What you should do => Once the line with "use super::*;" is found in the data, output it and each following line exactly, up to and including the line with "let signature = other.sign(MSG_ID, NOW, BODY);", and nothing before or after.

[Collected data]
◇ ◇ ◇
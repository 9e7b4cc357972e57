//! # Webhook Signature Verification
//!
//! Clerk delivers webhooks through svix. Every delivery carries three headers:
//! `svix-id`, `svix-timestamp` and `svix-signature`. The signature is an
//! HMAC-SHA256 over `"{id}.{timestamp}.{body}"` keyed with the base64-decoded
//! signing secret, encoded as base64 and prefixed with its scheme version
//! (`v1,<signature>`). Several space-separated signatures may be present while a
//! secret is being rotated; any matching `v1` entry is accepted.

use std::time::{SystemTime, UNIX_EPOCH};

use axum::http::HeaderMap;
use base64::{Engine as _, engine::general_purpose::STANDARD};
use hmac::{Hmac, Mac};
use sha2::Sha256;
use subtle::ConstantTimeEq;
use tracing::debug;
use zeroize::Zeroizing;

use crate::config::ConfigError;

type HmacSha256 = Hmac<Sha256>;

pub const SVIX_ID_HEADER: &str = "svix-id";
pub const SVIX_TIMESTAMP_HEADER: &str = "svix-timestamp";
pub const SVIX_SIGNATURE_HEADER: &str = "svix-signature";

const SECRET_PREFIX: &str = "whsec_";
const SIGNATURE_VERSION: &str = "v1";

/// Errors that can occur during webhook signature verification
#[derive(Debug, thiserror::Error)]
pub enum VerificationError {
    #[error("Missing required header: {header}")]
    MissingHeader { header: &'static str },

    #[error("Invalid timestamp format: {value}")]
    InvalidTimestamp { value: String },

    #[error("Timestamp too old: {seconds}s old, max allowed: {max_seconds}s")]
    TimestampTooOld { seconds: u64, max_seconds: u64 },

    #[error("Timestamp too far in future: {seconds}s in future, max allowed: {max_seconds}s")]
    TimestampTooFuture { seconds: u64, max_seconds: u64 },

    #[error("No v1 signature present in svix-signature header")]
    NoSupportedSignature,

    #[error("Signature verification failed")]
    VerificationFailed,
}

/// Result type for webhook verification
pub type VerificationResult<T> = Result<T, VerificationError>;

/// The three svix headers of a delivery, borrowed from the request.
#[derive(Debug, Clone, Copy)]
pub struct SvixHeaders<'a> {
    pub id: &'a str,
    pub timestamp: &'a str,
    pub signature: &'a str,
}

impl<'a> SvixHeaders<'a> {
    /// Extracts the svix headers, failing on the first one that is absent,
    /// empty or not valid visible ASCII.
    pub fn from_headers(headers: &'a HeaderMap) -> VerificationResult<Self> {
        Ok(Self {
            id: required_header(headers, SVIX_ID_HEADER)?,
            timestamp: required_header(headers, SVIX_TIMESTAMP_HEADER)?,
            signature: required_header(headers, SVIX_SIGNATURE_HEADER)?,
        })
    }
}

fn required_header<'a>(headers: &'a HeaderMap, name: &'static str) -> VerificationResult<&'a str> {
    headers
        .get(name)
        .and_then(|value| value.to_str().ok())
        .map(str::trim)
        .filter(|value| !value.is_empty())
        .ok_or(VerificationError::MissingHeader { header: name })
}

/// Verifies (and produces) svix webhook signatures for a single signing secret.
pub struct WebhookVerifier {
    mac: HmacSha256,
    tolerance_seconds: u64,
}

impl std::fmt::Debug for WebhookVerifier {
    fn fmt(&self, f: &mut std::fmt::Formatter<'_>) -> std::fmt::Result {
        f.debug_struct("WebhookVerifier")
            .field("mac", &"[REDACTED]")
            .field("tolerance_seconds", &self.tolerance_seconds)
            .finish()
    }
}

impl WebhookVerifier {
    /// Builds a verifier from a `whsec_`-prefixed (or bare) base64 secret.
    pub fn new(secret: &str, tolerance_seconds: u64) -> Result<Self, ConfigError> {
        let encoded = secret.trim();
        let encoded = encoded.strip_prefix(SECRET_PREFIX).unwrap_or(encoded);

        let key = Zeroizing::new(
            STANDARD
                .decode(encoded)
                .map_err(|_| ConfigError::InvalidWebhookSecret)?,
        );
        if key.is_empty() {
            return Err(ConfigError::InvalidWebhookSecret);
        }

        let mac = HmacSha256::new_from_slice(&key).map_err(|_| ConfigError::InvalidWebhookSecret)?;

        Ok(Self {
            mac,
            tolerance_seconds,
        })
    }

    /// Verifies a delivery against the current wall clock.
    pub fn verify(&self, headers: &SvixHeaders<'_>, body: &[u8]) -> VerificationResult<()> {
        let now = SystemTime::now()
            .duration_since(UNIX_EPOCH)
            .unwrap_or_default()
            .as_secs();
        self.verify_at(headers, body, now)
    }

    /// Verifies a delivery as if the current time were `now` (unix seconds).
    pub fn verify_at(
        &self,
        headers: &SvixHeaders<'_>,
        body: &[u8],
        now: u64,
    ) -> VerificationResult<()> {
        debug!(
            msg_id = %headers.id,
            body_size = body.len(),
            "Starting svix signature verification"
        );

        let timestamp = headers.timestamp.parse::<u64>().map_err(|_| {
            VerificationError::InvalidTimestamp {
                value: headers.timestamp.to_string(),
            }
        })?;
        self.check_timestamp(timestamp, now)?;

        let expected = self.compute(headers.id, headers.timestamp, body);

        let mut saw_supported = false;
        for entry in headers.signature.split_whitespace() {
            let Some((version, encoded)) = entry.split_once(',') else {
                continue;
            };
            if version != SIGNATURE_VERSION {
                continue;
            }
            saw_supported = true;

            let Ok(provided) = STANDARD.decode(encoded) else {
                continue;
            };
            if bool::from(expected.as_slice().ct_eq(provided.as_slice())) {
                return Ok(());
            }
        }

        if saw_supported {
            Err(VerificationError::VerificationFailed)
        } else {
            Err(VerificationError::NoSupportedSignature)
        }
    }

    /// Produces the `svix-signature` header value for a delivery.
    pub fn sign(&self, msg_id: &str, timestamp: u64, body: &[u8]) -> String {
        format!(
            "{},{}",
            SIGNATURE_VERSION,
            STANDARD.encode(self.compute(msg_id, &timestamp.to_string(), body))
        )
    }

    fn check_timestamp(&self, timestamp: u64, now: u64) -> VerificationResult<()> {
        let time_diff = now.abs_diff(timestamp);
        if time_diff <= self.tolerance_seconds {
            return Ok(());
        }

        if now > timestamp {
            Err(VerificationError::TimestampTooOld {
                seconds: time_diff,
                max_seconds: self.tolerance_seconds,
            })
        } else {
            Err(VerificationError::TimestampTooFuture {
                seconds: time_diff,
                max_seconds: self.tolerance_seconds,
            })
        }
    }

    /// HMAC over the signed content; `timestamp` is the header value as received.
    fn compute(&self, msg_id: &str, timestamp: &str, body: &[u8]) -> Vec<u8> {
        let mut mac = self.mac.clone();
        mac.update(msg_id.as_bytes());
        mac.update(b".");
        mac.update(timestamp.as_bytes());
        mac.update(b".");
        mac.update(body);
        mac.finalize().into_bytes().to_vec()
    }
}

#[cfg(test)]
mod tests {
    use super::*;
    use axum::http::HeaderValue;

    // Example secret from the svix documentation.
    const SECRET: &str = "whsec_MfKQ9r8GKYqrTwjUPD8ILPZIo2LaLaSw";
    const MSG_ID: &str = "msg_p5jXN8AQM9LWM0D4loKWxJek";
    const NOW: u64 = 1_700_000_000;
    const BODY: &[u8] = br#"{"type":"user.created","data":{"id":"u1"}}"#;

    fn verifier() -> WebhookVerifier {
        WebhookVerifier::new(SECRET, 300).unwrap()
    }

    fn headers<'a>(timestamp: &'a str, signature: &'a str) -> SvixHeaders<'a> {
        SvixHeaders {
            id: MSG_ID,
            timestamp,
            signature,
        }
    }

    #[test]
    fn test_signature_verification_success() {
        let verifier = verifier();
        let signature = verifier.sign(MSG_ID, NOW, BODY);
        let timestamp = NOW.to_string();

        assert!(signature.starts_with("v1,"));
        assert!(
            verifier
                .verify_at(&headers(&timestamp, &signature), BODY, NOW)
                .is_ok()
        );
    }

    #[test]
    fn test_secret_without_prefix_is_equivalent() {
        let prefixed = verifier();
        let bare = WebhookVerifier::new(SECRET.trim_start_matches("whsec_"), 300).unwrap();

        assert_eq!(prefixed.sign(MSG_ID, NOW, BODY), bare.sign(MSG_ID, NOW, BODY));
    }

    #[test]
    fn test_tampered_body_rejected() {
        let verifier = verifier();
        let signature = verifier.sign(MSG_ID, NOW, BODY);
        let timestamp = NOW.to_string();

        let result = verifier.verify_at(
            &headers(&timestamp, &signature),
            br#"{"type":"user.created","data":{"id":"u2"}}"#,
            NOW,
        );
        assert!(matches!(result, Err(VerificationError::VerificationFailed)));
    }

    #[test]
    fn test_other_secret_rejected() {
        let other = WebhookVerifier::new("whsec_c2VjcmV0LWtleS1mb3ItdGVzdHM=", 300).unwrap();
        let signature = other.sign(MSG_ID, NOW, BODY);
        let timestamp = NOW.to_string();

        assert!(matches!(
            verifier().verify_at(&headers(&timestamp, &signature), BODY, NOW),
            Err(VerificationError::VerificationFailed)
        ));
    }

    #[test]
    fn test_any_matching_signature_in_list_accepted() {
        let verifier = verifier();
        let valid = verifier.sign(MSG_ID, NOW, BODY);
        let signature = format!("v1,bm90LWEtc2lnbmF0dXJl v2,ignored {valid}");
        let timestamp = NOW.to_string();

        assert!(
            verifier
                .verify_at(&headers(&timestamp, &signature), BODY, NOW)
                .is_ok()
        );
    }

    #[test]
    fn test_unsupported_versions_only() {
        let timestamp = NOW.to_string();
        assert!(matches!(
            verifier().verify_at(&headers(&timestamp, "v2,abc v1a,def"), BODY, NOW),
            Err(VerificationError::NoSupportedSignature)
        ));
    }

    #[test]
    fn test_timestamp_too_old() {
        let verifier = verifier();
        let sent_at = NOW - 400;
        let signature = verifier.sign(MSG_ID, sent_at, BODY);
        let timestamp = sent_at.to_string();

        assert!(matches!(
            verifier.verify_at(&headers(&timestamp, &signature), BODY, NOW),
            Err(VerificationError::TimestampTooOld {
                seconds: 400,
                max_seconds: 300
            })
        ));
    }

    #[test]
    fn test_timestamp_too_far_in_future() {
        let verifier = verifier();
        let sent_at = NOW + 301;
        let signature = verifier.sign(MSG_ID, sent_at, BODY);
        let timestamp = sent_at.to_string();

        assert!(matches!(
            verifier.verify_at(&headers(&timestamp, &signature), BODY, NOW),
            Err(VerificationError::TimestampTooFuture { .. })
        ));
    }

    #[test]
    fn test_invalid_timestamp() {
        assert!(matches!(
            verifier().verify_at(&headers("yesterday", "v1,abc"), BODY, NOW),
            Err(VerificationError::InvalidTimestamp { .. })
        ));
    }

    #[test]
    fn test_invalid_secret_rejected() {
        assert!(matches!(
            WebhookVerifier::new("whsec_not base64!", 300),
            Err(ConfigError::InvalidWebhookSecret)
        ));
        assert!(matches!(
            WebhookVerifier::new("whsec_", 300),
            Err(ConfigError::InvalidWebhookSecret)
        ));
    }

    #[test]
    fn test_missing_headers_reported_by_name() {
        let mut map = HeaderMap::new();
        map.insert(SVIX_ID_HEADER, HeaderValue::from_static(MSG_ID));
        map.insert(SVIX_SIGNATURE_HEADER, HeaderValue::from_static("v1,abc"));

        assert!(matches!(
            SvixHeaders::from_headers(&map),
            Err(VerificationError::MissingHeader {
                header: SVIX_TIMESTAMP_HEADER
            })
        ));

        map.insert(SVIX_TIMESTAMP_HEADER, HeaderValue::from_static(""));
        assert!(SvixHeaders::from_headers(&map).is_err());

        map.insert(SVIX_TIMESTAMP_HEADER, HeaderValue::from_static("1700000000"));
        let parsed = SvixHeaders::from_headers(&map).unwrap();
        assert_eq!(parsed.id, MSG_ID);
        assert_eq!(parsed.timestamp, "1700000000");
    }
}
◇ ◇ ◇
Solution to this exercise =>
    use super::*;
    use axum::http::HeaderValue;

    // Example secret from the svix documentation.
    const SECRET: &str = "whsec_MfKQ9r8GKYqrTwjUPD8ILPZIo2LaLaSw";
    const MSG_ID: &str = "msg_p5jXN8AQM9LWM0D4loKWxJek";
    const NOW: u64 = 1_700_000_000;
    const BODY: &[u8] = br#"{"type":"user.created","data":{"id":"u1"}}"#;

    fn verifier() -> WebhookVerifier {
        WebhookVerifier::new(SECRET, 300).unwrap()
    }

    fn headers<'a>(timestamp: &'a str, signature: &'a str) -> SvixHeaders<'a> {
        SvixHeaders {
            id: MSG_ID,
            timestamp,
            signature,
        }
    }

    #[test]
    fn test_signature_verification_success() {
        let verifier = verifier();
        let signature = verifier.sign(MSG_ID, NOW, BODY);
        let timestamp = NOW.to_string();

        assert!(signature.starts_with("v1,"));
        assert!(
            verifier
                .verify_at(&headers(&timestamp, &signature), BODY, NOW)
                .is_ok()
        );
    }

    #[test]
    fn test_secret_without_prefix_is_equivalent() {
        let prefixed = verifier();
        let bare = WebhookVerifier::new(SECRET.trim_start_matches("whsec_"), 300).unwrap();

        assert_eq!(prefixed.sign(MSG_ID, NOW, BODY), bare.sign(MSG_ID, NOW, BODY));
    }

    #[test]
    fn test_tampered_body_rejected() {
        let verifier = verifier();
        let signature = verifier.sign(MSG_ID, NOW, BODY);
        let timestamp = NOW.to_string();

        let result = verifier.verify_at(
            &headers(&timestamp, &signature),
            br#"{"type":"user.created","data":{"id":"u2"}}"#,
            NOW,
        );
        assert!(matches!(result, Err(VerificationError::VerificationFailed)));
    }

    #[test]
    fn test_other_secret_rejected() {
        let other = WebhookVerifier::new("whsec_c2VjcmV0LWtleS1mb3ItdGVzdHM=", 300).unwrap();
        let signature = other.sign(MSG_ID, NOW, BODY);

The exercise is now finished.